§ What is needed
Every line of the records below should be restated exactly.

§ Data provided

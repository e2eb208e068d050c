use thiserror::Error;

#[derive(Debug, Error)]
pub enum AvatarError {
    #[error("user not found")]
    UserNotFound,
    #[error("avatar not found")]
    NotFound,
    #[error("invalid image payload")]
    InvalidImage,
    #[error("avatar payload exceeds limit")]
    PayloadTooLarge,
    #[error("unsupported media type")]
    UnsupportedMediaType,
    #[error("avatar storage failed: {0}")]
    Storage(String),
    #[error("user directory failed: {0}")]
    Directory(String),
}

§ Exercise response
repository e2eb208e068d050c
use thiserror::Error;

#[derive(Debug, Error)]
pub enum AvatarError {
    #[error("user not found")]
    UserNotFound,
    #[error("avatar not found")]
    NotFound,
    #[error("invalid image payload")]
    InvalidImage,
    #[error("avatar payload exceeds limit")]
    PayloadTooLarge,
    #[error("unsupported media type")]
    UnsupportedMediaType,
    #[error("avatar storage failed: {0}")]
    Storage(String),
    #[error("user directory failed: {0}")]
    Directory(String),
}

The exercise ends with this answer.